» **WHAT IS REQUIRED**: Return each line of the entries that holds the string "where".

» **DATA SUPPLIED**:
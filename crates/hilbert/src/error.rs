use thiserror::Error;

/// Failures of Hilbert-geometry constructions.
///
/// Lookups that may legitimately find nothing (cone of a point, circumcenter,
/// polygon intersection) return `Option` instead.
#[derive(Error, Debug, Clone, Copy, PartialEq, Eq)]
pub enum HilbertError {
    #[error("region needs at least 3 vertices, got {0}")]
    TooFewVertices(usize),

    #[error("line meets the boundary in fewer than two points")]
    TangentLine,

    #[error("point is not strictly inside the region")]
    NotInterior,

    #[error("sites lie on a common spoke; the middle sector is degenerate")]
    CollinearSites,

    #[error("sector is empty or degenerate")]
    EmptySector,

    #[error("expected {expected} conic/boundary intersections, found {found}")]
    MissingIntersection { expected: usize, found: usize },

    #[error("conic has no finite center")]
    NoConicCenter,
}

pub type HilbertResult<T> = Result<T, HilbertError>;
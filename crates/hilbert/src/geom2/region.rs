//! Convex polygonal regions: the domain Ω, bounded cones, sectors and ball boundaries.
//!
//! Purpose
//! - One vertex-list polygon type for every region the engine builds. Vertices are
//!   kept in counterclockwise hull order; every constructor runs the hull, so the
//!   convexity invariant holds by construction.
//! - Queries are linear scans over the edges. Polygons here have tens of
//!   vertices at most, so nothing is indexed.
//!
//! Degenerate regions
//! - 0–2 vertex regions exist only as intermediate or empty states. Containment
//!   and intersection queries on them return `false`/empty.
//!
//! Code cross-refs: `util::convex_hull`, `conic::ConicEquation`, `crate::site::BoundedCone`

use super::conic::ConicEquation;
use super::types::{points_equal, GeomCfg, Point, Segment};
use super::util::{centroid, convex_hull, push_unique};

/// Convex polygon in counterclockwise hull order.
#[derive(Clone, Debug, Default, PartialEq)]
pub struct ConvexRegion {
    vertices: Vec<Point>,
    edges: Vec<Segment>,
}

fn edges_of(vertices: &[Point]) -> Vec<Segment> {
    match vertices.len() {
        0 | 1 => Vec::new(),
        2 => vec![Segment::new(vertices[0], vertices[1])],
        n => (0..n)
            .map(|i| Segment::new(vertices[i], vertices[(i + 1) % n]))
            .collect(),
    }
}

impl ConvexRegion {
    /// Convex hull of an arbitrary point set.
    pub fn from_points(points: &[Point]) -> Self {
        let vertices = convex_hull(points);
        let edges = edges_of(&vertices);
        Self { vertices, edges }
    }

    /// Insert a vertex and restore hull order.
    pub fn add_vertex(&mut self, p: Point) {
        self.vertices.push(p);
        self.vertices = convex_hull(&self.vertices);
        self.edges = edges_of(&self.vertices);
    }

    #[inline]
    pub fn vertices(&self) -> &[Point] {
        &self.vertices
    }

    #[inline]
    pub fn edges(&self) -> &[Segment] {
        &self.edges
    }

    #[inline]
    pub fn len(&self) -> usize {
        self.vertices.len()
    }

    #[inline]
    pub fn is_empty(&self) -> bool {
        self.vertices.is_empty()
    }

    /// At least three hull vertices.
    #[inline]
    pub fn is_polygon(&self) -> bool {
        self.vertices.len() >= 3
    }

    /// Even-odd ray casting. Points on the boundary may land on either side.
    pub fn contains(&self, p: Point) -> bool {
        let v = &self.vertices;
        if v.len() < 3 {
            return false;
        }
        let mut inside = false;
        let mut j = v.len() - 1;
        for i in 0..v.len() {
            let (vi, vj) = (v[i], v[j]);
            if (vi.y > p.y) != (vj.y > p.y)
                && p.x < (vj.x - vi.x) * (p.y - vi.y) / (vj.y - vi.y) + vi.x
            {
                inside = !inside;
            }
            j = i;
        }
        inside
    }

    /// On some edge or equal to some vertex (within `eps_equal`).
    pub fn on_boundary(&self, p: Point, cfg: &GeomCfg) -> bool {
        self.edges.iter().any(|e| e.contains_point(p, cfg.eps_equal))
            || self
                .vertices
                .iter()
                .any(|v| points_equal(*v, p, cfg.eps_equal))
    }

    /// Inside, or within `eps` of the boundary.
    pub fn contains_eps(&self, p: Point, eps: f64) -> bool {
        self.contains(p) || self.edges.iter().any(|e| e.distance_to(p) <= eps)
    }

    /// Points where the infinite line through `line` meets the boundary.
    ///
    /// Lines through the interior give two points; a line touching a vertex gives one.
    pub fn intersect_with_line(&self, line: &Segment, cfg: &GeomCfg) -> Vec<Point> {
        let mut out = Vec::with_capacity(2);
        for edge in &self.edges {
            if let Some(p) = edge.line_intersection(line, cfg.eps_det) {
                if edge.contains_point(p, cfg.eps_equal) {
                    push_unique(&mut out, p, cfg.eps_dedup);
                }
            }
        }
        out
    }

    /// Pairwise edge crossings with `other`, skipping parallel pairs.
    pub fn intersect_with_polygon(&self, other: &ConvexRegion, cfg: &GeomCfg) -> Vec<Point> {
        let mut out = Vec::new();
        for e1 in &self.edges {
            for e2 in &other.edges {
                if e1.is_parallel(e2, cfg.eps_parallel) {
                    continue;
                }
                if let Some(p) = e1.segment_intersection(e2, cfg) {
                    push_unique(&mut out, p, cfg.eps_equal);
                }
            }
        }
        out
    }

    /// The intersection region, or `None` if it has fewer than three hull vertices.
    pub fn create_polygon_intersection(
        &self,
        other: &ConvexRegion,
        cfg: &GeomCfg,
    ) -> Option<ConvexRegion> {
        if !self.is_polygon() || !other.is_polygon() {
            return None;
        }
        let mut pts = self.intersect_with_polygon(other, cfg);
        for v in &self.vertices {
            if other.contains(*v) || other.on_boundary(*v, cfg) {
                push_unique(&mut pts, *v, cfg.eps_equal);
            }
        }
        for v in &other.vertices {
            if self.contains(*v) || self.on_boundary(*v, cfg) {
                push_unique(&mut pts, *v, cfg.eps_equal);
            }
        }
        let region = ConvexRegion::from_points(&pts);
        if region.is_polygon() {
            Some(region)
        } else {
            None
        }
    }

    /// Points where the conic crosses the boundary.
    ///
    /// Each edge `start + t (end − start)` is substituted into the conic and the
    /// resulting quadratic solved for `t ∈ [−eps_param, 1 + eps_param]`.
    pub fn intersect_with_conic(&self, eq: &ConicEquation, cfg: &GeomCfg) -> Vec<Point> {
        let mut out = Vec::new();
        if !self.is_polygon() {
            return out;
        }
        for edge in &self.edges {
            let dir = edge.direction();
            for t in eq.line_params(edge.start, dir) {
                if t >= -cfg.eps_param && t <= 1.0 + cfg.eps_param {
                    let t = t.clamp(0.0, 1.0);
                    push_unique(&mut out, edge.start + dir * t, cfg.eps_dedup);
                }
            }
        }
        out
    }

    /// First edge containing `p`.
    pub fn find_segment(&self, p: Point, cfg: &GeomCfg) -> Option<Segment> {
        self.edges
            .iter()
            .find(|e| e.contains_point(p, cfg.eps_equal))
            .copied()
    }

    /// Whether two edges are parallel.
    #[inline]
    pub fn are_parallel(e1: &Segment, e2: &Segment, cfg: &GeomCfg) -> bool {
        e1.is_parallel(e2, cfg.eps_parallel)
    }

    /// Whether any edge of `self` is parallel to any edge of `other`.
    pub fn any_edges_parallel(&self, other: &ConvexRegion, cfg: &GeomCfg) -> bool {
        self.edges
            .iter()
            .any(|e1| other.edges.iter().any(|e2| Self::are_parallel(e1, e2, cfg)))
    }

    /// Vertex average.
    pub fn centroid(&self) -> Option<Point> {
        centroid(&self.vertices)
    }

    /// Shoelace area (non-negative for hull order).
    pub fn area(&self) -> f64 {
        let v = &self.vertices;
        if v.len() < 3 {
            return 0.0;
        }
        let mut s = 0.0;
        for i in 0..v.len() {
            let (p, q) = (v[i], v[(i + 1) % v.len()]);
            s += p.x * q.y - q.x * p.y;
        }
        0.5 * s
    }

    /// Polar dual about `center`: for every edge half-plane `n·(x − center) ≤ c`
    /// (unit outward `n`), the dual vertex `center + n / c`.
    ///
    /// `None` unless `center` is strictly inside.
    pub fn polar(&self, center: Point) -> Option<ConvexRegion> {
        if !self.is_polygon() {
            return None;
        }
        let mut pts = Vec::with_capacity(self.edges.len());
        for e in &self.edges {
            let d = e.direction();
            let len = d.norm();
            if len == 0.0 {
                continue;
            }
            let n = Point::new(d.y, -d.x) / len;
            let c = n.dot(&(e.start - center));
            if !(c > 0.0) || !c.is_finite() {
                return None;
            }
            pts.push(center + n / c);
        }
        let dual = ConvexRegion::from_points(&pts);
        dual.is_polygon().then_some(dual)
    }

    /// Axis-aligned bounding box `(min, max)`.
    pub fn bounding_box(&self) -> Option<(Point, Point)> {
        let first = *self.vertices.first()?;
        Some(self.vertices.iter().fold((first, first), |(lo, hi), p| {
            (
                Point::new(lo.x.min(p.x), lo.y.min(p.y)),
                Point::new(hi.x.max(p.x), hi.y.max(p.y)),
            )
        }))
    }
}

» **TASK RESULT**:
    /// Points where the infinite line through `line` meets the boundary.
    /// Points where the conic crosses the boundary.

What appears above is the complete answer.